One winter's day, more than 100 years ago, a horse-drawn sleigh plunged into Crawford Lake, dragging the horses into the icy waters with it. At least that’s what a ghost story, told to me more than twenty years ago, said. The horses still lie undisturbed at the bottom of the lake, so the story goes, but sometimes, at sunset, they awaken. Their red eyes glow beneath the clear waters of Crawford Lake.
This story haunted me as a child, and it still hung in the air last week when I spent my first non-Ottawa Canada Day in quite a few years rounding the boardwalk that encircles Crawford Lake.
Crawford Lake is a meromictic lake. According to Conservation Halton’s website, “because the lake’s basin is deeper than it’s surface area, the lowest levels of water are very rarely, if ever, disturbed by wind or temperature changes. Without an annual turnover of water, there is little oxygen present in its depths and minimal bacterial breakdown, which preserves the layers of sediment that have built up over time.” That doesn't mean much to my unscientific brain, but one doesn't need to fully understand why Crawford Lake is unique to enjoy it.
Crawford Lake is home to a reconstructed 15th-century Haudenosaunee village, which is currently undergoing changes called the Crawford Lake Village Improvement Project. The updated space will help the conservation area’s education programming which hosts more than 35,000 students every year. Hopefully the project, with its focus on adding a third reconstructed longhouse, will also update some of the outdated terminology and technology around the site.
There's so much to explore at Crawford Lake, that even on a sunny holiday, it didn't seem crowded. I wish it hadn't taken me two decades to rediscover a favourite place from my childhood.

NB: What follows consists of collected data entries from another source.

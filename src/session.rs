//! Long-lived enforcement session
//!
//! Hosts the controller for as long as the process lives and exposes it
//! through a line-oriented shell on stdin. SIGINT/SIGTERM end the session;
//! closing stdin does not, so the session can run unattended. Passwords for
//! toggles are read from the same input as commands.

use crate::cli::{password_from_env, read_new_password, read_password};
use crate::output::{format_blocklist, format_status_human, StatusOutput};
use anyhow::{Context, Result};
use focusguard::constants::PASSWORD_ENV_VAR;
use focusguard::platform::system::find_session_pids;
use focusguard::{EnforcementController, EnforcementError};
use std::io::{BufRead, IsTerminal, Write};
use std::path::Path;
use std::sync::atomic::{AtomicBool, Ordering};
use std::sync::mpsc::{self, RecvTimeoutError};
use std::sync::Arc;
use std::time::Duration;
use zeroize::Zeroizing;

/// How often the shell loop checks for signals while waiting on input
const INPUT_POLL: Duration = Duration::from_millis(200);

/// Attempts allowed at the unlock prompt
const UNLOCK_ATTEMPTS: usize = 3;

const HELP: &str = "\
Commands:
  status              Show enforcement status
  list                List blocked applications
  add <PATH>          Block an application bundle
  remove <IDENTIFIER> Unblock an application
  enable | disable    Toggle blocking (password required)
  downtime on|off     Toggle downtime mode (password required)
  help                Show this help
  quit                End the session";

/// One parsed shell line
#[derive(Debug, Clone, PartialEq, Eq)]
pub enum ShellCommand {
    Status,
    List,
    Add(String),
    Remove(String),
    Blocking(bool),
    Downtime(bool),
    Help,
    Quit,
    Empty,
    Unknown(String),
}

pub fn parse_shell_line(line: &str) -> ShellCommand {
    let line = line.trim();
    let (word, rest) = match line.split_once(char::is_whitespace) {
        Some((word, rest)) => (word, rest.trim()),
        None => (line, ""),
    };

    match (word, rest) {
        ("", _) => ShellCommand::Empty,
        ("status", "") => ShellCommand::Status,
        ("list", "") => ShellCommand::List,
        ("add", path) if !path.is_empty() => ShellCommand::Add(path.to_string()),
        ("remove", id) if !id.is_empty() => ShellCommand::Remove(id.to_string()),
        ("enable", "") => ShellCommand::Blocking(true),
        ("disable", "") => ShellCommand::Blocking(false),
        ("downtime", "on") => ShellCommand::Downtime(true),
        ("downtime", "off") => ShellCommand::Downtime(false),
        ("help", _) | ("?", _) => ShellCommand::Help,
        ("quit", "") | ("exit", "") => ShellCommand::Quit,
        _ => ShellCommand::Unknown(line.to_string()),
    }
}

/// Run the session until the user quits or a termination signal arrives
pub fn run_session(mut controller: EnforcementController) -> Result<()> {
    let others = find_session_pids();
    if !others.is_empty() {
        anyhow::bail!(
            "An enforcement session is already running (PID {}), please stop it first.",
            join_pids(&others)
        );
    }

    let password = authenticate(&mut controller)?;

    if !controller.tutorial_shown() {
        println!("Blocked applications are closed while blocking or downtime mode is on.");
        println!("Type `help` for the list of commands.\n");
        if let Err(e) = controller.set_tutorial_shown(true) {
            eprintln!("Warning: {}", e);
        }
    }

    resume_last_state(&mut controller, &password);
    drop(password);

    let interrupted = Arc::new(AtomicBool::new(false));
    let _ = signal_hook::flag::register(signal_hook::consts::SIGINT, Arc::clone(&interrupted));
    let _ = signal_hook::flag::register(signal_hook::consts::SIGTERM, Arc::clone(&interrupted));

    let input = InputReader::spawn(|| std::io::stdin().lock(), std::io::stdin().is_terminal())?;
    let mut shell = Shell {
        controller: &mut controller,
        input: &input,
        interrupted: &interrupted,
    };
    shell.run();

    println!("Ending enforcement session...");
    controller
        .shutdown()
        .context("Failed to record session state")?;
    Ok(())
}

/// Unlock an existing password or set one up on first run
fn authenticate(controller: &mut EnforcementController) -> Result<Zeroizing<String>> {
    if !controller.has_password() {
        println!("No password is set. Choose one to protect the enforcement settings.");
        let (password, confirmation) = read_new_password(Some(PASSWORD_ENV_VAR))?;
        controller.set_password(&password, &confirmation)?;
        println!("Password set.");
        return Ok(password);
    }

    let attempts = if password_from_env() { 1 } else { UNLOCK_ATTEMPTS };
    for _ in 0..attempts {
        let password = read_password("Password: ")?;
        match controller.unlock(&password) {
            Ok(()) => return Ok(password),
            Err(EnforcementError::IncorrectPassword) => eprintln!("Incorrect password."),
            Err(e) => return Err(e.into()),
        }
    }
    anyhow::bail!("Too many incorrect password attempts")
}

/// Re-enable whatever the previous session left on
fn resume_last_state(controller: &mut EnforcementController, password: &str) {
    let last = controller.last_known_state();
    if last.blocking_enabled {
        report("Blocking resumed", controller.set_blocking_enabled(true, password));
    }
    if last.downtime_enabled {
        report("Downtime mode resumed", controller.set_downtime_mode(true, password));
    }
}

/// The interactive half of a session
struct Shell<'a> {
    controller: &'a mut EnforcementController,
    input: &'a InputReader,
    interrupted: &'a AtomicBool,
}

impl Shell<'_> {
    fn run(&mut self) {
        let mut stdin_open = true;

        while !self.interrupted.load(Ordering::Relaxed) {
            if !stdin_open {
                std::thread::sleep(INPUT_POLL);
                continue;
            }

            prompt();
            match self.input.read(InputRequest::Line, self.interrupted) {
                Some(Input::Line(line)) => {
                    if !self.execute(parse_shell_line(&line)) {
                        break;
                    }
                }
                Some(Input::Closed) => {
                    // Keep enforcing without a shell until signalled
                    stdin_open = false;
                    println!();
                }
                Some(Input::Failed(e)) => {
                    eprintln!("Error: {}", e);
                    stdin_open = false;
                }
                Some(Input::Secret(_)) => {}
                None => break,
            }
        }
    }

    /// Returns false when the session should end
    fn execute(&mut self, command: ShellCommand) -> bool {
        match command {
            ShellCommand::Status => {
                let status = StatusOutput {
                    report: self.controller.status(),
                    last_state: self.controller.last_known_state(),
                    sessions: vec![std::process::id()],
                    state_path: self.controller.state_path().display().to_string(),
                };
                println!("{}", format_status_human(&status));
            }
            ShellCommand::List => println!("{}", format_blocklist(&self.controller.status())),
            ShellCommand::Add(path) => match self.controller.add_blocked_application(Path::new(&path)) {
                Ok(application) => println!(
                    "Blocked {} ({})",
                    application.display_name, application.identifier
                ),
                Err(e) => eprintln!("Error: {}", e),
            },
            ShellCommand::Remove(identifier) => report(
                "Removed",
                self.controller.remove_blocked_application(&identifier),
            ),
            ShellCommand::Blocking(enabled) => {
                if let Some(password) = self.password() {
                    let message = if enabled { "Blocking enabled" } else { "Blocking disabled" };
                    report(message, self.controller.set_blocking_enabled(enabled, &password));
                }
            }
            ShellCommand::Downtime(enabled) => {
                if let Some(password) = self.password() {
                    let message = if enabled { "Downtime mode on" } else { "Downtime mode off" };
                    report(message, self.controller.set_downtime_mode(enabled, &password));
                }
            }
            ShellCommand::Help => println!("{}", HELP),
            ShellCommand::Quit => return false,
            ShellCommand::Empty => {}
            ShellCommand::Unknown(line) => eprintln!("Unknown command: {} (try `help`)", line),
        }
        true
    }

    /// Password from the environment, else read through the shell's own input
    fn password(&self) -> Option<Zeroizing<String>> {
        if password_from_env() {
            return read_password("Password: ").ok();
        }
        match self
            .input
            .read(InputRequest::Secret("Password: ".to_string()), self.interrupted)
        {
            Some(Input::Secret(password)) => Some(password),
            Some(Input::Closed) => {
                eprintln!("Error: input closed before a password was entered");
                None
            }
            Some(Input::Failed(e)) => {
                eprintln!("Error: {}", e);
                None
            }
            Some(Input::Line(_)) | None => None,
        }
    }
}

fn report(success: &str, result: focusguard::Result<()>) {
    match result {
        Ok(()) => println!("{}", success),
        Err(EnforcementError::PermissionRequired) => eprintln!(
            "Error: permission required. Grant access in System Settings, then try again."
        ),
        Err(e) => eprintln!("Error: {}", e),
    }
}

fn prompt() {
    print!("focusguard> ");
    let _ = std::io::stdout().flush();
}

/// What the shell asks the input thread to read next
enum InputRequest {
    Line,
    Secret(String),
}

#[derive(Debug)]
enum Input {
    Line(String),
    Secret(Zeroizing<String>),
    Closed,
    Failed(String),
}

/// Reads stdin on a worker thread, one request at a time, so the shell can
/// watch for signals while blocked. Commands and passwords come from the same
/// reader and never race for a line.
struct InputReader {
    requests: mpsc::Sender<InputRequest>,
    responses: mpsc::Receiver<Input>,
}

impl InputReader {
    /// `open` runs on the worker thread; `interactive` selects terminal
    /// password entry over reading the secret from `open`'s source
    fn spawn<F, R>(open: F, interactive: bool) -> Result<Self>
    where
        F: FnOnce() -> R + Send + 'static,
        R: BufRead,
    {
        let (requests, request_rx) = mpsc::channel();
        let (response_tx, responses) = mpsc::channel();

        std::thread::Builder::new()
            .name("focusguard-stdin".to_string())
            .spawn(move || {
                let mut source = open();
                for request in request_rx {
                    let input = match request {
                        InputRequest::Line => read_line(&mut source),
                        InputRequest::Secret(prompt) => {
                            read_secret(&mut source, &prompt, interactive)
                        }
                    };
                    let closed = matches!(input, Input::Closed | Input::Failed(_));
                    if response_tx.send(input).is_err() || closed {
                        break;
                    }
                }
            })
            .context("Failed to start input thread")?;

        Ok(Self { requests, responses })
    }

    /// `None` once `interrupted` is set
    fn read(&self, request: InputRequest, interrupted: &AtomicBool) -> Option<Input> {
        if self.requests.send(request).is_err() {
            return Some(Input::Closed);
        }
        while !interrupted.load(Ordering::Relaxed) {
            match self.responses.recv_timeout(INPUT_POLL) {
                Ok(input) => return Some(input),
                Err(RecvTimeoutError::Timeout) => {}
                Err(RecvTimeoutError::Disconnected) => return Some(Input::Closed),
            }
        }
        None
    }
}

fn read_line(source: &mut impl BufRead) -> Input {
    let mut line = String::new();
    match source.read_line(&mut line) {
        Ok(0) => Input::Closed,
        Ok(_) => {
            let trimmed = line.trim_end_matches(['\n', '\r']).len();
            line.truncate(trimmed);
            Input::Line(line)
        }
        Err(e) => Input::Failed(format!("Failed to read input: {}", e)),
    }
}

fn read_secret(source: &mut impl BufRead, prompt: &str, interactive: bool) -> Input {
    let secret = if interactive {
        rpassword::prompt_password(prompt)
    } else {
        print!("{}", prompt);
        let _ = std::io::stdout().flush();
        rpassword::read_password_from_bufread(source)
    };
    match secret {
        Ok(secret) => Input::Secret(Zeroizing::new(secret)),
        Err(e) => Input::Failed(format!("Failed to read password: {}", e)),
    }
}

pub fn join_pids(pids: &[u32]) -> String {
    pids.iter().map(u32::to_string).collect::<Vec<_>>().join(", ")
}
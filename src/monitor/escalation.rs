use crate::logging::TerminationKind;
use std::collections::{HashMap, HashSet};
use std::time::{Duration, Instant};

/// Tracks outstanding quit requests between polling cycles and decides when
/// a graceful quit escalates to forced termination
pub struct QuitEscalation {
    grace_period: Duration,
    /// identifier -> time of the first request in the current streak
    first_requested: HashMap<String, Instant>,
}

impl QuitEscalation {
    pub fn new(grace_period: Duration) -> Self {
        Self {
            grace_period,
            first_requested: HashMap::new(),
        }
    }

    /// Kind of request to issue now for `identifier`
    pub fn next_request(&mut self, identifier: &str, now: Instant) -> TerminationKind {
        let first = *self
            .first_requested
            .entry(identifier.to_string())
            .or_insert(now);

        if now.duration_since(first) >= self.grace_period {
            TerminationKind::Forced
        } else {
            TerminationKind::Graceful
        }
    }

    /// Forget applications that were not targeted in the latest cycle
    pub fn retain_targeted(&mut self, targeted: &HashSet<String>) {
        self.first_requested
            .retain(|identifier, _| targeted.contains(identifier));
    }

    pub fn pending(&self) -> usize {
        self.first_requested.len()
    }
}
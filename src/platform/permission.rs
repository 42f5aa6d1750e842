//! Permission gate for managing other applications
//!
//! On macOS quitting other applications through Apple Events requires the
//! user to authorize this process. The check is repeated on every call; a
//! grant can be revoked at any time from System Settings.

use super::PermissionGate;

#[cfg(target_os = "macos")]
const PRIVACY_PANE_URL: &str =
    "x-apple.systempreferences:com.apple.preference.security?Privacy_Accessibility";

/// [`PermissionGate`] backed by the running OS
#[derive(Debug, Default, Clone, Copy)]
pub struct SystemPermissionGate;

impl SystemPermissionGate {
    pub fn new() -> Self {
        Self
    }
}

#[cfg(target_os = "macos")]
impl PermissionGate for SystemPermissionGate {
    fn is_granted(&self) -> bool {
        // Scripting System Events fails (-1743 / -25211) until the user
        // authorizes this process
        std::process::Command::new("osascript")
            .arg("-e")
            .arg("tell application \"System Events\" to count processes")
            .output()
            .map(|output| output.status.success())
            .unwrap_or(false)
    }

    fn request_grant(&self) {
        if let Err(e) = std::process::Command::new("open").arg(PRIVACY_PANE_URL).spawn() {
            log::error!("Failed to open privacy settings: {}", e);
        }
    }
}

/// Elsewhere signalling processes owned by the same user needs no grant
#[cfg(not(target_os = "macos"))]
impl PermissionGate for SystemPermissionGate {
    fn is_granted(&self) -> bool {
        true
    }

    fn request_grant(&self) {}
}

After our hike (and an unanticipated stop at the slot machines at Mohawk Raceway), we joined what felt like EVERY OTHER HAMILTONIAN at Bayfront Park for the fireworks. Like I said, I've grown used to spending my Canada Days in the thick of things in Ottawa, but the fireworks at Parliament Hill don't have anything on Hamilton's impressive display, which capped off a perfect day.
(A line-up won't stop Hamiltonians from getting their Gorilla Cheese on!)
(My long weekend read of choice was The Stag Head Spoke by Erina Harris, recently released from Hamilton's own publisher Wolsak and Wynn.)